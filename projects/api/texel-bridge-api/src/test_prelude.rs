//! Common test imports and helpers shared across the texture and upload
//! tests.
#![allow(unused_imports)]

pub use rstest::rstest;

pub use crate::error::TextureError;
pub use crate::resource::{GraphicsResource, MemoryResource};
pub use crate::texture::Texture2D;
pub use texel_bridge_common::color_8888::Color8888;

/// A `width x height` texture over the in-memory backend.
pub fn make_texture(width: u32, height: u32) -> Texture2D {
    Texture2D::new(width, height).unwrap()
}

/// The committed (GPU-visible) pixels of an in-memory texture.
pub fn committed(texture: &Texture2D) -> &[u32] {
    texture.resource().unwrap().committed()
}

/// Fills both the staging and committed views with `sentinel`, so later
/// asserts can tell slots the upload wrote from slots it only overwrote with
/// the temporary buffer's default.
pub fn fill_sentinel(texture: &mut Texture2D, sentinel: u32) {
    let resource = texture.resource_mut().unwrap();
    resource.raw_view().fill(sentinel);
    resource.commit();
}
#![doc = include_str!("../README.MD")]
#![cfg_attr(not(feature = "std"), no_std)]

pub mod channel_order;
pub mod color_1555;
pub mod color_8888;
pub mod row_mirror;

#[cfg(test)]
mod tests;
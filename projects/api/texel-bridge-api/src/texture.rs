//! The legacy texture object, bridged onto a [`GraphicsResource`].

use crate::error::{TextureError, TextureResult};
use crate::resource::{GraphicsResource, MemoryResource};

/// An axis-aligned rectangle, as the legacy API reports texture bounds.
#[derive(Debug, Clone, Copy, PartialEq, Eq, Default)]
pub struct Rect {
    /// Left edge in pixels
    pub x: u32,
    /// Top edge in pixels
    pub y: u32,
    /// Width in pixels
    pub width: u32,
    /// Height in pixels
    pub height: u32,
}

/// A 2D texture in the legacy framework's API, backed by a host graphics
/// resource.
///
/// Pixel uploads go through the `set_data_*` operations in [`crate::upload`],
/// which convert the caller's pixel layout into the backend's raw 32-bit
/// memory and commit the result. Disposal releases the backend resource;
/// every later pixel operation fails with [`TextureError::Disposed`] rather
/// than touching freed memory.
#[derive(Debug)]
pub struct Texture2D<R: GraphicsResource = MemoryResource> {
    resource: Option<R>,
    version: u64,
}

impl Texture2D<MemoryResource> {
    /// Creates a texture backed by an in-memory resource.
    ///
    /// # Errors
    ///
    /// [`TextureError::InvalidDimensions`] when either dimension is zero.
    ///
    /// # Examples
    ///
    /// ```
    /// use texel_bridge_api::Texture2D;
    ///
    /// let texture = Texture2D::new(64, 32)?;
    /// assert_eq!(texture.width(), 64);
    /// assert_eq!(texture.height(), 32);
    /// # Ok::<(), texel_bridge_api::TextureError>(())
    /// ```
    pub fn new(width: u32, height: u32) -> TextureResult<Self> {
        Ok(Self::from_resource(MemoryResource::new(width, height)?))
    }
}

impl<R: GraphicsResource> Texture2D<R> {
    /// Wraps an already-allocated backend resource.
    pub fn from_resource(resource: R) -> Self {
        Self {
            resource: Some(resource),
            version: 0,
        }
    }

    /// Width in pixels; 0 once the texture has been disposed.
    pub fn width(&self) -> u32 {
        self.resource.as_ref().map_or(0, R::width)
    }

    /// Height in pixels; 0 once the texture has been disposed.
    pub fn height(&self) -> u32 {
        self.resource.as_ref().map_or(0, R::height)
    }

    /// The texture's bounds, with the origin at (0, 0).
    pub fn bounds(&self) -> Rect {
        Rect {
            x: 0,
            y: 0,
            width: self.width(),
            height: self.height(),
        }
    }

    /// Whether [`dispose`](Self::dispose) has been called.
    pub fn is_disposed(&self) -> bool {
        self.resource.is_none()
    }

    /// Change marker for the pixel contents.
    ///
    /// Starts at 0 and increases by one on every committed upload; consumers
    /// that cached a reading can compare against it as a cheap dirty flag.
    /// Failed uploads leave it untouched.
    pub fn version(&self) -> u64 {
        self.version
    }

    /// Borrow of the backend resource, for hosts that need the native handle.
    /// `None` after disposal.
    pub fn resource(&self) -> Option<&R> {
        self.resource.as_ref()
    }

    /// Mutable borrow of the backend resource. `None` after disposal.
    pub fn resource_mut(&mut self) -> Option<&mut R> {
        self.resource.as_mut()
    }

    /// Releases the backend graphics memory.
    ///
    /// Idempotent. All later pixel operations fail with
    /// [`TextureError::Disposed`].
    pub fn dispose(&mut self) {
        if let Some(mut resource) = self.resource.take() {
            resource.release();
        }
    }

    pub(crate) fn live_resource(&mut self) -> TextureResult<&mut R> {
        self.resource.as_mut().ok_or(TextureError::Disposed)
    }

    pub(crate) fn bump_version(&mut self) {
        self.version += 1;
    }
}
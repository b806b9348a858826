use super::classifier::ColorMaskClassifier;
use super::refine::MaskRefiner;
use super::state::{EngineState, FailureKind, InitStep, Route, StateMachine, Verdict};
use super::types::{
    BackendError, BackendErrorKind, Frame, Mask, PrimaryBackend, SegmentationPath,
    SegmentationResult,
};
use crate::config::{EngineConfig, PipelineConfig};
use crate::error::SegmentationError;
use image::{imageops, Rgba};
use std::borrow::Cow;
use std::time::{Duration, Instant};

/// Strictly increasing per-frame timestamps
#[derive(Debug)]
struct FrameClock {
    origin: Instant,
    last: Option<Duration>,
}

impl FrameClock {
    const MIN_STEP: Duration = Duration::from_millis(1);

    fn new() -> Self {
        Self {
            origin: Instant::now(),
            last: None,
        }
    }

    fn next(&mut self) -> Duration {
        let elapsed = self.origin.elapsed();
        let timestamp = match self.last {
            Some(last) if elapsed < last + Self::MIN_STEP => last + Self::MIN_STEP,
            _ => elapsed,
        };
        self.last = Some(timestamp);
        timestamp
    }
}

/// Model variant: the primary backend behind input limits and a frame clock
struct ModelBackend<B> {
    backend: B,
    clock: FrameClock,
}

impl<B: PrimaryBackend> ModelBackend<B> {
    fn new(backend: B) -> Self {
        Self {
            backend,
            clock: FrameClock::new(),
        }
    }

    async fn init(&mut self) -> Result<(), BackendError> {
        self.backend.init().await
    }

    async fn segment(&mut self, frame: &Frame, max_dimension: u32) -> Result<Mask, BackendError> {
        let input = limit_dimensions(frame, max_dimension);
        let timestamp = self.clock.next();
        let mask = self.backend.infer(&input, timestamp).await?;

        if mask.dimensions() != input.dimensions() {
            return Err(BackendError::new(
                BackendErrorKind::InvalidOutput,
                format!(
                    "mask is {:?} for a {:?} input",
                    mask.dimensions(),
                    input.dimensions()
                ),
            ));
        }

        let (width, height) = frame.dimensions();
        if mask.dimensions() == (width, height) {
            Ok(mask)
        } else {
            Ok(imageops::resize(&mask, width, height, imageops::FilterType::Triangle))
        }
    }

    fn dispose(&mut self) {
        self.backend.dispose();
    }
}

/// Heuristic variant: the color classifier, which cannot fail
struct HeuristicBackend {
    classifier: ColorMaskClassifier,
}

impl HeuristicBackend {
    fn segment(&self, frame: &Frame) -> Mask {
        self.classifier.classify(frame)
    }
}

/// Downscale so the longest side is at most `max_dimension`
fn limit_dimensions(frame: &Frame, max_dimension: u32) -> Cow<'_, Frame> {
    let (width, height) = frame.dimensions();
    let longest = width.max(height);
    if longest <= max_dimension || max_dimension == 0 {
        return Cow::Borrowed(frame);
    }

    let scale = max_dimension as f32 / longest as f32;
    let new_width = ((width as f32 * scale).round() as u32).max(1);
    let new_height = ((height as f32 * scale).round() as u32).max(1);
    Cow::Owned(imageops::resize(
        frame,
        new_width,
        new_height,
        imageops::FilterType::Triangle,
    ))
}

/// Apply `mask` as alpha: each output alpha is the source alpha scaled by
/// the mask, so it never exceeds the mask value
pub fn apply_mask(frame: &Frame, mask: &Mask) -> Frame {
    assert_eq!(
        frame.dimensions(),
        mask.dimensions(),
        "mask and frame dimensions must match"
    );

    let mut subject = frame.clone();
    for (pixel, m) in subject.pixels_mut().zip(mask.pixels()) {
        let alpha = (pixel[3] as u16 * m[0] as u16 + 127) / 255;
        *pixel = Rgba([pixel[0], pixel[1], pixel[2], alpha as u8]);
    }
    subject
}

/// Produces a subject mask for every frame, whatever state the model is in
///
/// The engine owns the model backend and all of its failure bookkeeping.
/// Backend errors are absorbed here: the caller always gets a result unless
/// the heuristic path itself is broken.
pub struct SegmentationEngine<B> {
    machine: StateMachine,
    model: Option<ModelBackend<B>>,
    heuristic: HeuristicBackend,
    refiner: MaskRefiner,
    config: EngineConfig,
    max_dimension: u32,
}

impl<B: PrimaryBackend> SegmentationEngine<B> {
    pub fn new(backend: B, config: &PipelineConfig) -> Self {
        Self::build(Some(backend), config)
    }

    /// An engine without a model; every frame goes through the classifier
    pub fn heuristic_only(config: &PipelineConfig) -> Self {
        Self::build(None, config)
    }

    fn build(backend: Option<B>, config: &PipelineConfig) -> Self {
        let thresholds = config.engine.thresholds.clone();
        let machine = if backend.is_some() {
            StateMachine::new(thresholds)
        } else {
            StateMachine::heuristic_only(thresholds)
        };

        Self {
            machine,
            model: backend.map(ModelBackend::new),
            heuristic: HeuristicBackend {
                classifier: ColorMaskClassifier::new(config.skin.clone()),
            },
            refiner: MaskRefiner::new(config.refine.clone()),
            config: config.engine.clone(),
            max_dimension: config.engine.max_processed_dimension,
        }
    }

    pub fn state(&self) -> EngineState {
        self.machine.state()
    }

    pub fn machine(&self) -> &StateMachine {
        &self.machine
    }

    /// Current limit on the longest side of frames sent to the model
    pub fn max_processed_dimension(&self) -> u32 {
        self.max_dimension
    }

    /// Segment one frame
    pub async fn segment(&mut self, frame: &Frame) -> Result<SegmentationResult, SegmentationError> {
        if self.machine.state() == EngineState::Failed {
            return Err(SegmentationError::Failed);
        }

        if self.machine.take_reset() {
            tracing::info!("Resetting segmentation backend after repeated timestamp anomalies");
            if let Some(model) = self.model.as_mut() {
                model.dispose();
            }
        }

        // Loading here means an earlier call was dropped mid-init
        if self.machine.needs_init() {
            self.machine.begin_loading();
            self.initialize().await;
        }

        let model_mask = match self.machine.route() {
            Route::Model => self.segment_with_model(frame).await,
            Route::Heuristic => None,
        };

        let (mask, path) = match model_mask {
            Some(raw) => (self.refiner.soften(&raw), SegmentationPath::Model),
            None => {
                let raw = self.heuristic.segment(frame);
                if raw.dimensions() != frame.dimensions() {
                    self.machine.fail();
                    tracing::error!("Fallback classifier produced a mismatched mask");
                    return Err(SegmentationError::MaskMismatch {
                        mask_width: raw.width(),
                        mask_height: raw.height(),
                        frame_width: frame.width(),
                        frame_height: frame.height(),
                    });
                }
                (self.refiner.refine(&raw), SegmentationPath::Heuristic)
            }
        };

        let subject = apply_mask(frame, &mask);
        Ok(SegmentationResult {
            mask,
            source: frame.clone(),
            subject,
            path,
        })
    }

    /// Run the init handshake with bounded retries
    async fn initialize(&mut self) {
        let Some(model) = self.model.as_mut() else {
            return;
        };

        tracing::info!("Initializing segmentation backend {}", model.backend.name());

        loop {
            match model.init().await {
                Ok(()) => {
                    self.machine.init_succeeded();
                    tracing::info!("Segmentation backend ready");
                    return;
                }
                Err(err) => match self.machine.init_failed() {
                    InitStep::Retry { attempt } => {
                        tracing::warn!(
                            "Backend init failed ({}), retry {}/{}",
                            err,
                            attempt,
                            self.config.thresholds.max_init_retries
                        );
                        tokio::time::sleep(self.config.init_retry_delay).await;
                    }
                    InitStep::Abandon => {
                        tracing::warn!(
                            "Backend init failed ({}); using color fallback for this session",
                            err
                        );
                        model.dispose();
                        return;
                    }
                },
            }
        }
    }

    /// One model inference; `None` means this frame falls back to the heuristic
    async fn segment_with_model(&mut self, frame: &Frame) -> Option<Mask> {
        let model = self.model.as_mut()?;

        let err = match model.segment(frame, self.max_dimension).await {
            Ok(mask) => {
                self.machine.inference_succeeded();
                return Some(mask);
            }
            Err(err) => err,
        };

        let kind = FailureKind::classify(&err);
        tracing::warn!("Backend inference failed ({:?}): {}", kind, err);

        if kind == FailureKind::ResourceExhausted {
            let shrunk = ((self.max_dimension as f32 * self.config.shrink_factor) as u32)
                .max(self.config.min_processed_dimension);
            if shrunk < self.max_dimension {
                tracing::warn!(
                    "Lowering max processed dimension {} -> {}",
                    self.max_dimension,
                    shrunk
                );
                self.max_dimension = shrunk;
            }
        }

        match self.machine.inference_failed(kind) {
            Verdict::Demoted => {
                tracing::warn!(
                    "{} consecutive backend failures; using color fallback for this session",
                    self.machine.thresholds().max_errors_before_fallback
                );
                model.dispose();
            }
            Verdict::ResetScheduled => {
                tracing::info!("Backend reset scheduled before next inference");
            }
            Verdict::Continue => {}
        }

        None
    }
}
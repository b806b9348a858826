use image::{GrayImage, RgbaImage};
use std::time::Duration;

/// Camera frame: RGBA pixels, row-major
pub type Frame = RgbaImage;

/// Per-pixel opacity: 0 = background, 255 = subject
/// Dimensions match the frame the mask was computed from
pub type Mask = GrayImage;

/// Output of one segmentation attempt
#[derive(Debug, Clone)]
pub struct SegmentationResult {
    /// Refined mask, same dimensions as `source`
    pub mask: Mask,
    /// The frame the mask was computed from
    pub source: Frame,
    /// `source` with `mask` applied as alpha
    pub subject: Frame,
    /// Which path produced the raw mask
    pub path: SegmentationPath,
}

impl SegmentationResult {
    /// Fraction of mask pixels that are not fully transparent
    pub fn coverage(&self) -> f32 {
        let total = self.mask.as_raw().len();
        if total == 0 {
            return 0.0;
        }
        let opaque = self.mask.as_raw().iter().filter(|&&v| v > 0).count();
        opaque as f32 / total as f32
    }
}

/// Which segmentation variant answered a call
#[derive(Debug, Clone, Copy, PartialEq, Eq)]
pub enum SegmentationPath {
    /// The primary model backend
    Model,
    /// The color heuristic
    Heuristic,
}

/// Structured failure category reported by a backend
#[derive(Debug, Clone, Copy, PartialEq, Eq)]
pub enum BackendErrorKind {
    /// Handshake / model load failed
    Init,
    /// Frame timestamp was not strictly greater than the previous one
    StaleTimestamp,
    /// Out of memory or a failed allocation
    ResourceExhausted,
    /// The backend produced output that cannot be used as a mask
    InvalidOutput,
    /// No structured kind available; classified from the message
    Unclassified,
}

/// Error raised by a primary segmentation backend
#[derive(Debug, Clone, thiserror::Error)]
#[error("{message}")]
pub struct BackendError {
    pub kind: BackendErrorKind,
    pub message: String,
}

impl BackendError {
    pub fn new(kind: BackendErrorKind, message: impl Into<String>) -> Self {
        Self {
            kind,
            message: message.into(),
        }
    }

    pub fn init(message: impl Into<String>) -> Self {
        Self::new(BackendErrorKind::Init, message)
    }

    pub fn unclassified(message: impl Into<String>) -> Self {
        Self::new(BackendErrorKind::Unclassified, message)
    }
}

/// Pluggable model-based segmentation capability
///
/// Implementations may keep temporal state between frames and may require
/// strictly increasing timestamps.
#[allow(async_fn_in_trait)]
pub trait PrimaryBackend {
    /// Short name for logs
    fn name(&self) -> &str;

    /// Load the model and prepare for inference
    async fn init(&mut self) -> Result<(), BackendError>;

    /// Produce an opacity mask for `frame`
    ///
    /// The returned mask should match the frame's dimensions; a mismatch is
    /// treated by the engine as an invalid result.
    async fn infer(&mut self, frame: &Frame, timestamp: Duration) -> Result<Mask, BackendError>;

    /// Release the model; `init` may be called again afterwards
    fn dispose(&mut self);
}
::::::
To do → Using the listing above, return word for word each line from the one that has "texture and upload" through the one that has "Pixel uploads go", and no line outside that range.

Response to this task →
//! Common test imports and helpers shared across the texture and upload
//! tests.
#![allow(unused_imports)]

pub use rstest::rstest;

pub use crate::error::TextureError;
pub use crate::resource::{GraphicsResource, MemoryResource};
pub use crate::texture::Texture2D;
pub use texel_bridge_common::color_8888::Color8888;

/// A `width x height` texture over the in-memory backend.
pub fn make_texture(width: u32, height: u32) -> Texture2D {
    Texture2D::new(width, height).unwrap()
}

/// The committed (GPU-visible) pixels of an in-memory texture.
pub fn committed(texture: &Texture2D) -> &[u32] {
    texture.resource().unwrap().committed()
}

/// Fills both the staging and committed views with `sentinel`, so later
/// asserts can tell slots the upload wrote from slots it only overwrote with
/// the temporary buffer's default.
pub fn fill_sentinel(texture: &mut Texture2D, sentinel: u32) {
    let resource = texture.resource_mut().unwrap();
    resource.raw_view().fill(sentinel);
    resource.commit();
}
#![doc = include_str!("../README.MD")]
#![cfg_attr(not(feature = "std"), no_std)]

pub mod channel_order;
pub mod color_1555;
pub mod color_8888;
pub mod row_mirror;

#[cfg(test)]
mod tests;
filename projects/api/texel-bridge-api/src/texture.rs
//! The legacy texture object, bridged onto a [`GraphicsResource`].

use crate::error::{TextureError, TextureResult};
use crate::resource::{GraphicsResource, MemoryResource};

/// An axis-aligned rectangle, as the legacy API reports texture bounds.
#[derive(Debug, Clone, Copy, PartialEq, Eq, Default)]
pub struct Rect {
    /// Left edge in pixels
    pub x: u32,
    /// Top edge in pixels
    pub y: u32,
    /// Width in pixels
    pub width: u32,
    /// Height in pixels
    pub height: u32,
}

/// A 2D texture in the legacy framework's API, backed by a host graphics
/// resource.
///
/// Pixel uploads go through the `set_data_*` operations in [`crate::upload`],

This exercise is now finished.